Saturday, 28 April 2018


After a recent conference I had some good questions and discussions about the current state of services meshes (Istio in this case), thus decided to note down what I find interesting about them.

I'm a fan of infrastructure-level (polyglot) service meshes. The premise excites me as much as Android ten years ago. Working over those years with SOA, EDA, REST Hypermedia API's, API Management, Microservices and language-bound Services Meshes (Netflix / Pivotal, Lightbend's Reactive), I tend to be careful about the resolution of their promises though.

This post is about 3 lesser known effects of service meshes. My last post already covered complexity, emergence and observability in a more general way so I'll limit those topics.

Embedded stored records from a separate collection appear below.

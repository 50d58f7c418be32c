// Aggregation result domain models (long-form tables)
use super::classification::{MeasurementType, PlotType};
use super::measurement::StudyMonth;
use serde::Serialize;
use std::fmt;

#[derive(Debug, Clone, Copy, PartialEq, Eq)]
pub enum Grouping {
    Hour,
    Month,
    PlotMeasurement,
}

#[derive(Debug, Clone, Copy, PartialEq, Eq)]
pub enum Reducer {
    Mean,
    Sum,
}

/// How box-plot quartiles are placed between observations
#[derive(Debug, Clone, Copy, Default, PartialEq, Eq)]
pub enum QuartileMethod {
    /// Linear interpolation between closest ranks
    #[default]
    Linear,
    /// Median of each half; an odd count leaves the median out of both halves
    Exclusive,
}

#[derive(Debug, Clone, Copy, PartialEq, Eq, PartialOrd, Ord, Hash)]
pub enum GroupKey {
    Hour(u8),
    Month(StudyMonth),
    PlotMeasurement(PlotType, MeasurementType),
}

impl GroupKey {
    /// Label used on the category axis
    pub fn category_label(&self) -> String {
        match self {
            GroupKey::Hour(hour) => hour.to_string(),
            GroupKey::Month(month) => month.name().to_string(),
            GroupKey::PlotMeasurement(_, measurement) => measurement.label().to_string(),
        }
    }
}

impl fmt::Display for GroupKey {
    fn fmt(&self, f: &mut fmt::Formatter<'_>) -> fmt::Result {
        match self {
            GroupKey::Hour(hour) => write!(f, "{}:00", hour),
            GroupKey::Month(month) => write!(f, "{}", month),
            GroupKey::PlotMeasurement(plot, measurement) => write!(f, "{} / {}", plot, measurement),
        }
    }
}

#[derive(Debug, Clone, PartialEq)]
pub struct AggregationRow {
    pub key: GroupKey,
    pub series: String,
    pub value: f64,
}

impl AggregationRow {
    pub fn new(key: GroupKey, series: String, value: f64) -> Self {
        Self { key, series, value }
    }
}

/// Ordered (group, series, value) triples
#[derive(Debug, Clone, Default, PartialEq)]
pub struct AggregationResult {
    pub rows: Vec<AggregationRow>,
}

impl AggregationResult {
    pub fn new(rows: Vec<AggregationRow>) -> Self {
        Self { rows }
    }

    pub fn is_empty(&self) -> bool {
        self.rows.is_empty()
    }

    /// Series labels in first-appearance order
    pub fn series_labels(&self) -> Vec<&str> {
        let mut labels: Vec<&str> = Vec::new();
        for row in &self.rows {
            if !labels.contains(&row.series.as_str()) {
                labels.push(&row.series);
            }
        }
        labels
    }
}

/// Five-number summary of one series, for box plots
#[derive(Debug, Clone, PartialEq, Serialize)]
pub struct BoxSummary {
    pub series: String,
    pub count: usize,
    pub min: f64,
    pub q1: f64,
    pub median: f64,
    pub q3: f64,
    pub max: f64,
}

#[derive(Debug, Clone, Default, PartialEq)]
pub struct DistributionResult {
    pub boxes: Vec<BoxSummary>,
}

#[derive(Debug, Clone, PartialEq)]
pub struct CorrelationMatrix {
    pub labels: Vec<String>,
    /// Row-major, `labels.len()` squared; `None` where undefined
    pub values: Vec<Vec<Option<f64>>>,
}

#[derive(Debug, Clone, Copy, Default, PartialEq, Eq, Serialize)]
pub struct ColumnTypeCounts {
    pub numeric: usize,
    pub categorical: usize,
    pub datetime: usize,
}

#[derive(Debug, Clone, Copy, PartialEq, Eq, Serialize)]
#[serde(rename_all = "snake_case")]
pub enum EmptyReason {
    EmptyTable,
    NoMatchingColumns,
    NoValues,
}

/// Outcome of computing one chart slot
#[derive(Debug, Clone, PartialEq)]
pub enum SlotData {
    Aggregated(AggregationResult),
    Distribution(DistributionResult),
    Correlation(CorrelationMatrix),
    ColumnTypes(ColumnTypeCounts),
    Empty(EmptyReason),
}

impl SlotData {
    pub fn is_empty(&self) -> bool {
        matches!(self, SlotData::Empty(_))
    }
}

Horizontal scalability in the multi-core age is one of the main arguments behind basically all modern stateless software architectures. Consistency in distributed systems, immutability and state-handling are often mentioned common properties, typically used to justify functional programming paradigms. To me it seems though, their most important common property is a complex, emergent network graph structure. Layers and tiers cannot represent contemporary systems anymore. Those systems have a complex adaptive graph structure in space (infrastructure, users, component interactions) and time (versioning / one codebaserainbow releases, experiments, DevOps, event order, routing).

We could observe a lot of frameworks in the last years quietly move towards declarative graph alterations. The first I remember were Android Intents and Puppet. But more recently it was ReactTensorflowBeamKubernetesEve (RIP) not to forget the re-emergence of SQL combined with flexible consistency models and stream processing.

All of those come with a robust, well-defined domain vocabulary and set of patterns that allows to precisely define desired behaviour. A graph encourages modularization and reuse, it allows for division of labor: Better specialization while making the overall concept better understandable. This, in turn, allows a wider, more diverse group of people to reason and converse about the behaviour of the system. The shared language and culture may hopefully enable them to learn alongside the system, what Nora Bateson calls "symmathesy". It requires all actors in the system to define goals and dependencies, versioned together in one codebase across layers and components, documentation, test (spec), customer support feedback and architectural decisions. That's why all good (micro) service-architecture principles contain continuous delivery and lean.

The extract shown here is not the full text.